Fast Posterior Estimation of Cardiac Electrophysiological Model Parameters via Bayesian Active Learning

Abstract

Probabilistic estimation of cardiac electrophysiological model parameters serves an important step toward model personalization and uncertain quantification. The expensive computation associated with these model simulations, however, makes direct Markov Chain Monte Carlo (MCMC) sampling of the posterior probability density function (pdf) of model parameters computationally intensive. Approximated posterior pdfs resulting from replacing the simulation model with a computationally efficient surrogate, on the other hand, have seen limited accuracy. In this study, we present a Bayesian active learning method to directly approximate the posterior pdf function of cardiac model parameters, in which we intelligently select training points to query the simulation model in order to learn the posterior pdf using a small number of samples. We integrate a generative model into Bayesian active learning to allow approximating posterior pdf of high-dimensional model parameters at the resolution of the cardiac mesh. We further introduce new acquisition functions to focus the selection of training points on better approximating the shape rather than the modes of the posterior pdf of interest. We evaluated the presented method in estimating tissue excitability in a 3D cardiac electrophysiological model in a range of synthetic and real-data experiments. We demonstrated its improved accuracy in approximating the posterior pdf compared to Bayesian active learning using regular acquisition functions, and substantially reduced computational cost in comparison to existing standard or accelerated MCMC sampling.

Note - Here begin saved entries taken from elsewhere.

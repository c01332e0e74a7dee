use std::path::PathBuf;

use crate::{FilterSpec, Phase};

#[derive(Debug, Clone, PartialEq, Eq, Default)]
pub struct AppViewModel {
    pub phase: Phase,
    pub source: Option<PathBuf>,
    pub record_count: usize,
    pub filter: FilterSpec,
    /// URLs launched so far in the current or last run.
    pub opened: usize,
    /// Size of the current or last run.
    pub total: usize,
    pub status: Option<String>,
    pub last_error: Option<String>,
    pub dirty: bool,
}
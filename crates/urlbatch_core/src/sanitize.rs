use crate::Record;

/// Suffix marking a disabled entry in a link list.
pub const DISABLED_MARKER: &str = "--";

#[derive(Debug, Clone, Copy, PartialEq, Eq, Default)]
pub struct SanitizePolicy {
    /// Drop marked entries instead of opening them with the marker removed.
    pub ignore_dashes: bool,
}

/// Removes empty URLs, then drops or unmarks `--` entries according to `policy`.
///
/// Running it twice gives the same result as running it once.
pub fn sanitize(records: Vec<Record>, policy: SanitizePolicy) -> Vec<Record> {
    records
        .into_iter()
        .filter(|record| !record.url().is_empty())
        .filter_map(|mut record| {
            if !record.url().ends_with(DISABLED_MARKER) {
                return Some(record);
            }
            if policy.ignore_dashes {
                return None;
            }
            let unmarked = strip_marker(record.url()).to_string();
            if unmarked.is_empty() {
                return None;
            }
            record.set_url(unmarked);
            Some(record)
        })
        .collect()
}

/// Strips `--` until the URL no longer ends with it; a lone trailing `-` stays.
fn strip_marker(url: &str) -> &str {
    let mut rest = url;
    while let Some(stripped) = rest.strip_suffix(DISABLED_MARKER) {
        rest = stripped;
    }
    rest
}
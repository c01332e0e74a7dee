use std::path::PathBuf;

use clap::{ArgAction, Args, Parser, Subcommand};
use urlbatch_core::{FilterError, FilterSpec, Settings};

#[derive(Debug, Parser)]
#[command(
    name = "urlbatch",
    version,
    about = "Open a filtered batch of links from a text file in your browser"
)]
pub struct Cli {
    /// Settings file (RON). Defaults to ./.urlbatch_settings.ron
    #[arg(long, global = true, value_name = "PATH")]
    pub settings: Option<PathBuf>,

    /// More log output (-v debug, -vv trace).
    #[arg(short, long, global = true, action = ArgAction::Count)]
    pub verbose: u8,

    /// Also write the log to ./urlbatch.log
    #[arg(long, global = true)]
    pub log_file: bool,

    #[command(subcommand)]
    pub command: Commands,
}

#[derive(Debug, Subcommand)]
pub enum Commands {
    /// Open the selected links in the browser.
    Open(OpenArgs),
    /// Print the links that `open` would use.
    List(ListArgs),
    /// Show or change stored settings.
    #[command(subcommand)]
    Config(ConfigCommand),
}

#[derive(Debug, Args)]
pub struct OpenArgs {
    /// Link list; one `<url> [comment]` per line. Defaults to the last file used.
    #[arg(value_name = "FILE")]
    pub file: Option<PathBuf>,

    #[command(flatten)]
    pub filter: FilterArgs,

    #[command(flatten)]
    pub overrides: SettingsOverrides,

    /// Answer yes to the batch-size confirmation.
    #[arg(short, long)]
    pub yes: bool,

    /// Print the links instead of launching a browser.
    #[arg(long)]
    pub dry_run: bool,
}

#[derive(Debug, Args)]
pub struct ListArgs {
    /// Link list. Defaults to the last file used.
    #[arg(value_name = "FILE")]
    pub file: Option<PathBuf>,

    #[command(flatten)]
    pub filter: FilterArgs,

    #[command(flatten)]
    pub dashes: DashArgs,

    /// Print JSON instead of a table.
    #[arg(long)]
    pub json: bool,
}

#[derive(Debug, Subcommand)]
pub enum ConfigCommand {
    /// Print every setting.
    Show,
    /// Print one setting.
    Get { key: String },
    /// Change one setting and save it.
    Set { key: String, value: String },
}

/// Only one filter can be active at a time.
#[derive(Debug, Args, Default)]
#[group(multiple = false)]
pub struct FilterArgs {
    /// Keep links whose comment contains TEXT.
    #[arg(long, value_name = "TEXT")]
    pub phrase: Option<String>,

    /// Keep links whose URL contains TEXT.
    #[arg(long, value_name = "TEXT")]
    pub domain: Option<String>,

    /// Keep links at positions START-END (1-based, inclusive).
    #[arg(long, value_name = "START-END")]
    pub lines: Option<String>,
}

impl FilterArgs {
    pub fn to_spec(&self) -> Result<FilterSpec, FilterError> {
        if let Some(phrase) = &self.phrase {
            Ok(FilterSpec::Phrase(phrase.clone()))
        } else if let Some(domain) = &self.domain {
            Ok(FilterSpec::Domain(domain.clone()))
        } else if let Some(lines) = &self.lines {
            FilterSpec::parse_range(lines)
        } else {
            Ok(FilterSpec::None)
        }
    }
}

#[derive(Debug, Args, Default)]
pub struct DashArgs {
    /// Skip links ending in `--`.
    #[arg(long, conflicts_with = "keep_dashes")]
    pub ignore_dashes: bool,

    /// Open links ending in `--` with the dashes removed.
    #[arg(long)]
    pub keep_dashes: bool,
}

impl DashArgs {
    pub fn resolve(&self, stored: bool) -> bool {
        if self.ignore_dashes {
            true
        } else if self.keep_dashes {
            false
        } else {
            stored
        }
    }
}

/// Per-run overrides; they are not written back to the settings file.
#[derive(Debug, Args, Default)]
pub struct SettingsOverrides {
    #[command(flatten)]
    pub dashes: DashArgs,

    /// Milliseconds to wait between two links.
    #[arg(long, value_name = "MS")]
    pub delay: Option<u64>,

    /// Ask before opening at least N links (0 never asks).
    #[arg(long, value_name = "N")]
    pub batch_warning: Option<u32>,

    /// Browser executable to launch.
    #[arg(long, value_name = "PATH")]
    pub browser: Option<String>,
}

impl SettingsOverrides {
    pub fn apply(&self, mut settings: Settings) -> Settings {
        settings.ignore_dashes = self.dashes.resolve(settings.ignore_dashes);
        if let Some(delay) = self.delay {
            settings.delay_ms = delay;
        }
        if let Some(batch_warning) = self.batch_warning {
            settings.batch_warning = batch_warning;
        }
        if let Some(browser) = &self.browser {
            settings.browser = Some(browser.clone());
        }
        settings
    }
}

#[cfg(test)]
mod tests {
    use super::*;
    use clap::CommandFactory;

    #[test]
    fn cli_definition_is_consistent() {
        Cli::command().debug_assert();
    }

    #[test]
    fn filters_are_mutually_exclusive() {
        let result = Cli::try_parse_from([
            "urlbatch", "open", "x.txt", "--phrase", "a", "--domain", "b",
        ]);
        assert!(result.is_err());
    }

    #[test]
    fn lines_filter_becomes_a_range() {
        let cli = Cli::try_parse_from(["urlbatch", "list", "x.txt", "--lines", "2-4"]).unwrap();
        let Commands::List(args) = cli.command else {
            panic!("expected list");
        };
        assert_eq!(
            args.filter.to_spec(),
            Ok(FilterSpec::LineRange { start: 2, end: 4 })
        );
    }

    #[test]
    fn overrides_apply_on_top_of_stored_settings() {
        let cli = Cli::try_parse_from([
            "urlbatch",
            "open",
            "--keep-dashes",
            "--delay",
            "0",
            "--batch-warning",
            "3",
        ])
        .unwrap();
        let Commands::Open(args) = cli.command else {
            panic!("expected open");
        };
        assert_eq!(args.file, None);

        let settings = args.overrides.apply(Settings::default());
        assert!(!settings.ignore_dashes);
        assert_eq!(settings.delay_ms, 0);
        assert_eq!(settings.batch_warning, 3);
        assert_eq!(settings.browser, None);
    }

    #[test]
    fn dash_flags_conflict() {
        let result = Cli::try_parse_from(["urlbatch", "open", "--ignore-dashes", "--keep-dashes"]);
        assert!(result.is_err());
    }
}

Keywords: Gaussian process; cardiac electrophysiological model; high-dimensional Bayesian optimization; probabilistic parameter estimation; variational autoencoder.

Figure 1

Workflow of the presented method. (A) A generative model of HD spatially varying tissue excitability of the 3D heart is trained offline. (B) The resulting generative model is embedded into Bayesian active learning to approximate the posterior pdf of model parameters using a small number of intelligently selected training points guided by the acquisition function.

Figure 2

Distribution of LD latent codes of the training data, color coded by (A) size of the abnormal tissue (the colors represent the percentage size of abnormal tissue). (B) Location of the abnormal tissue (the colors represent the 17 American Heart Association (AHA) segments of left ventricle).

Figure 3

(A) Comparison of estimated posterior pdf from different methods. (B) Comparison of computation cost from different methods.

Figure 4

Comparison of (A) DC, (B) RMSE, and (C) CC between estimated mean (blue) or mode (red) tissue excitability in comparison to the ground truth.

Figure 5

(A) The ground truth of tissue excitability. (B) Mean, mode, and standard deviation of tissue excitability estimated from presented method.

Figure 6

Illustrations of training points (blue dots) selected using variance based on the log-normal process (left), entropy based on the log-normal process (middle), and upper confidence bound (UCB) based on the Gaussian process (right).

Figure 7

Results of estimated tissue excitability from the presented method in 3D infarcts delineated from in vivo MRI images. Regions with low excitability (high θ values) correspond to infarct regions (0.5 = infarct core, 0.3–0.5 = gray zone). The red circles highlight non-transmural scars or gray zone.

Figure 8

Results of estimated tissue excitability from the presented method in real clinical data. (A) Voltage data from catheter map. (B) Mean, mode, and standard deviation estimated from multiple observations from different pacing sites. (C) Mean, mode, and standard deviation estimated from a single observation from one pacing site.